The COVID-19 pandemic exposed critical gaps in the generation, interpretation, and use of epidemic forecasts for public health decision-making. We conducted a global mixed-methods study combining an online survey (n = 143, from 46 countries across all World Bank income groups) with 13 semi-structured interviews to examine how epidemic forecasts were perceived, used, and communicated by stakeholders involved in COVID-19 policy dialogues. Survey responses were analysed descriptively, stratified by country income group, while interview transcripts were analysed thematically using the Framework Method. Forecasts informed policy questions ranging from epidemic size estimation to intervention planning, with the projected impact of interventions (65%), epidemic peak (64%), and prevalence (62%) being the most frequently communicated metrics. Preferred formats varied by setting: 72% of high-income country (HIC) respondents valued explicit uncertainty presentation, compared with 34% in lower-middle-income countries (LMICs) and 23% in low-income countries (LICs). Barriers to forecast use were most pronounced in lower-income settings, where 47% of LIC and LMIC respondents reported that colleagues did not understand the modelling methodology, compared with 3% in HICs.
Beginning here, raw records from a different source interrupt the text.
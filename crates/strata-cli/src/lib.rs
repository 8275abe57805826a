//! Strata CLI - Batch Aggregation Driver
//!
//! Library side of the `strata` command: the text file format of time
//! series and the driver that aggregates every series listed in a
//! configuration file.
//!
//! @version 0.1.0
//! @author Strata Development Team

pub mod driver;
pub mod format;

pub use driver::{inspect, Driver, SeriesReport, SeriesSummary};
pub use format::{read_file, read_series, write_file, write_series};
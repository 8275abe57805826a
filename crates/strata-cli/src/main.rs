//! Strata CLI - Command Line Interface
//!
//! Aggregates time series files onto coarser time steps as described by a
//! TOML configuration file.
//!
//! @version 0.1.0
//! @author Strata Development Team

use clap::{Parser, Subcommand};
use std::path::PathBuf;
use std::process::ExitCode;
use strata_cli::{inspect, Driver};
use strata_common::config::validate_log_level;
use strata_common::Result;
use tracing_subscriber::EnvFilter;

// =============================================================================
// CLI Arguments
// =============================================================================

#[derive(Parser)]
#[command(name = "strata")]
#[command(author = "Strata Development Team")]
#[command(version = "0.1.0")]
#[command(about = "Calendar-aware time series aggregation", long_about = None)]
struct Cli {
    /// Override the log level of the configuration file
    #[arg(long, global = true)]
    log_level: Option<String>,

    #[command(subcommand)]
    command: Commands,
}

#[derive(Subcommand)]
enum Commands {
    /// Aggregate every series listed in a configuration file
    Aggregate { config: PathBuf },
    /// Validate a configuration file and its source files without writing
    Check { config: PathBuf },
    /// Print statistics of a time series file
    Inspect { file: PathBuf },
}

// =============================================================================
// Main Entry Point
// =============================================================================

fn init_logging(level: &str) {
    let filter = EnvFilter::try_from_default_env().unwrap_or_else(|_| EnvFilter::new(level));
    tracing_subscriber::fmt().with_env_filter(filter).init();
}

fn execute(cli: Cli) -> Result<()> {
    if let Some(level) = &cli.log_level {
        validate_log_level(level)?;
    }

    match cli.command {
        Commands::Aggregate { config } => {
            let driver = Driver::from_file(&config)?;
            let level = cli.log_level.as_deref();
            init_logging(level.unwrap_or(driver.config().general.log_level.as_str()));
            let reports = driver.run()?;
            for report in &reports {
                println!(
                    "{} -> {} ({} records)",
                    report.source.display(),
                    report.target.display(),
                    report.target_points
                );
            }
        }
        Commands::Check { config } => {
            let driver = Driver::from_file(&config)?;
            let level = cli.log_level.as_deref();
            init_logging(level.unwrap_or(driver.config().general.log_level.as_str()));
            let checked = driver.check()?;
            println!("Configuration OK: {} series ready", checked.len());
        }
        Commands::Inspect { file } => {
            init_logging(cli.log_level.as_deref().unwrap_or("warn"));
            println!("{}", inspect(&file)?);
        }
    }
    Ok(())
}

fn main() -> ExitCode {
    let cli = Cli::parse();
    match execute(cli) {
        Ok(()) => ExitCode::SUCCESS,
        Err(e) => {
            eprintln!("strata: {}", e);
            ExitCode::FAILURE
        }
    }
}

// =============================================================================
// Tests
// =============================================================================
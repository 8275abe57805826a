//! Strata Driver - Batch Aggregation
//!
//! Runs every series of an aggregation configuration: reads the source
//! file, aggregates it onto the configured target step and writes the
//! target file. Failures are reported with the path of the offending
//! source file.
//!
//! @version 0.1.0
//! @author Strata Development Team

use crate::format;
use chrono::NaiveDateTime;
use std::fmt;
use std::path::{Path, PathBuf};
use strata_common::config::parse_minutes_months;
use strata_common::{
    AggregateConfig, GeneralConfig, IncompleteSetting, Result, SeriesConfig, StrataError,
};
use strata_timeseries::{
    IncompleteMode, IntervalAggregator, IntervalType, MissingDataPolicy, Offset, TimeSeries,
    TimeStep,
};

// =============================================================================
// Configuration Mapping
// =============================================================================

/// The target step of a run, with the interval type of one series.
pub fn target_step(general: &GeneralConfig, interval_type: IntervalType) -> Result<TimeStep> {
    let (minutes, months) = parse_minutes_months(&general.target_step, "target_step")?;
    let (rounding_minutes, rounding_months) =
        parse_minutes_months(&general.timestamp_rounding, "timestamp_rounding")?;
    let (offset_minutes, offset_months) =
        parse_minutes_months(&general.timestamp_offset, "timestamp_offset")?;

    let step = TimeStep::from_minutes_months(minutes, months)?
        .with_nominal_offset(Offset::new(rounding_minutes, rounding_months))
        .with_actual_offset(Offset::new(offset_minutes, offset_months))
        .with_interval_type(interval_type);

    if general.target_timestamp_offset == 0 {
        Ok(step)
    } else {
        step.with_label_offset(general.target_timestamp_offset)
    }
}

pub fn missing_data_policy(general: &GeneralConfig) -> Result<MissingDataPolicy> {
    MissingDataPolicy::new(general.missing_allowed, general.missing_flag.clone())
}

pub fn incomplete_mode(setting: IncompleteSetting) -> IncompleteMode {
    match setting {
        IncompleteSetting::Strict => IncompleteMode::Strict,
        IncompleteSetting::Last => IncompleteMode::LastIncomplete,
        IncompleteSetting::All => IncompleteMode::AllIncomplete,
    }
}

// =============================================================================
// Reports
// =============================================================================

/// What happened to one configured series.
#[derive(Debug, Clone, PartialEq)]
pub struct SeriesReport {
    pub source: PathBuf,
    pub target: PathBuf,
    pub source_points: usize,
    pub target_points: usize,
}

/// Descriptive statistics of a series file.
#[derive(Debug, Clone, PartialEq)]
pub struct SeriesSummary {
    pub path: PathBuf,
    pub time_step: Option<TimeStep>,
    pub count: usize,
    pub first: Option<NaiveDateTime>,
    pub last: Option<NaiveDateTime>,
    pub min: f64,
    pub max: f64,
    pub average: f64,
}

impl fmt::Display for SeriesSummary {
    fn fmt(&self, f: &mut fmt::Formatter<'_>) -> fmt::Result {
        writeln!(f, "File:      {}", self.path.display())?;
        match &self.time_step {
            Some(step) => writeln!(f, "Time step: {}", step)?,
            None => writeln!(f, "Time step: -")?,
        }
        writeln!(f, "Records:   {}", self.count)?;
        if let (Some(first), Some(last)) = (self.first, self.last) {
            writeln!(
                f,
                "Period:    {} to {}",
                first.format(format::TIMESTAMP_FORMAT),
                last.format(format::TIMESTAMP_FORMAT)
            )?;
        }
        writeln!(f, "Minimum:   {}", format::format_value(self.min))?;
        writeln!(f, "Maximum:   {}", format::format_value(self.max))?;
        write!(f, "Average:   {}", format::format_value(self.average))
    }
}

/// Summarize the series stored at `path`.
pub fn inspect(path: impl AsRef<Path>) -> Result<SeriesSummary> {
    let path = path.as_ref();
    let series = format::read_file(path).map_err(|e| e.with_path(path))?;
    let (first, last) = series.bounding_dates().unzip();
    Ok(SeriesSummary {
        path: path.to_path_buf(),
        time_step: series.time_step,
        count: series.len(),
        first,
        last,
        min: series.min(None, None),
        max: series.max(None, None),
        average: series.average(None, None),
    })
}

// =============================================================================
// Driver
// =============================================================================

/// Executes the series of a validated configuration one after another.
pub struct Driver {
    config: AggregateConfig,
}

impl Driver {
    pub fn new(config: AggregateConfig) -> Self {
        Self { config }
    }

    /// Load and validate configuration from a TOML file.
    pub fn from_file(path: impl AsRef<Path>) -> Result<Self> {
        let path = path.as_ref();
        let config = AggregateConfig::from_file(path).map_err(|e| e.with_path(path))?;
        Ok(Self::new(config))
    }

    pub fn config(&self) -> &AggregateConfig {
        &self.config
    }

    /// Aggregate every configured series, stopping at the first failure.
    pub fn run(&self) -> Result<Vec<SeriesReport>> {
        let mut reports = Vec::with_capacity(self.config.series.len());
        for series in &self.config.series {
            let source = self.config.source_path(series);
            tracing::info!("Processing {}", source.display());
            let report = self
                .process(series)
                .map_err(|e| e.with_path(&source))?;
            reports.push(report);
        }
        Ok(reports)
    }

    /// Everything `run` does short of aggregating and writing.
    ///
    /// Returns the source files that were checked.
    pub fn check(&self) -> Result<Vec<PathBuf>> {
        let mut checked = Vec::with_capacity(self.config.series.len());
        for series in &self.config.series {
            let source = self.config.source_path(series);
            self.prepare(series)
                .map_err(|e| e.with_path(&source))?;
            tracing::info!("{} is ready for aggregation", source.display());
            checked.push(source);
        }
        Ok(checked)
    }

    /// Build the aggregator of a series and load its source.
    fn prepare(&self, series: &SeriesConfig) -> Result<(IntervalAggregator, TimeSeries)> {
        let general = &self.config.general;
        let interval_type = series.interval_type.parse::<IntervalType>()?;
        let aggregator =
            IntervalAggregator::new(target_step(general, interval_type)?, missing_data_policy(general)?)?
                .with_incomplete(incomplete_mode(general.incomplete));

        let source = format::read_file(self.config.source_path(series))?;
        match source.time_step {
            Some(step) => {
                step.require_nominal_offset()?;
            }
            None if source.is_empty() => {}
            None => {
                return Err(StrataError::Configuration(
                    "the source file has no Time_step header".to_string(),
                ))
            }
        }
        Ok((aggregator, source))
    }

    fn process(&self, series: &SeriesConfig) -> Result<SeriesReport> {
        let (aggregator, source) = self.prepare(series)?;
        let (result, missing) = aggregator.aggregate(&source)?;

        let total_missing: f64 = missing.iter().map(|p| p.value).sum();
        tracing::debug!(
            "{} values aggregated, {:.2} missing source components in total",
            result.len(),
            total_missing
        );

        let target = self.config.target_path(series);
        format::write_file(&target, &result)?;

        Ok(SeriesReport {
            source: self.config.source_path(series),
            target,
            source_points: source.len(),
            target_points: result.len(),
        })
    }
}

// =============================================================================
// Tests
// =============================================================================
Qualitative data highlighted that forecast credibility depended on interpersonal trust, institutional relationships, and contextual relevance rather than statistical sophistication alone. Findings should be interpreted in light of potential recall and selection biases inherent in retrospective, convenience-sampled designs. Strengthening forecast impact will require modular, user-oriented tools, embedding modellers within response teams, co-developing decision-relevant metrics, and sustained investment in foundational health information systems, particularly in resource-constrained settings.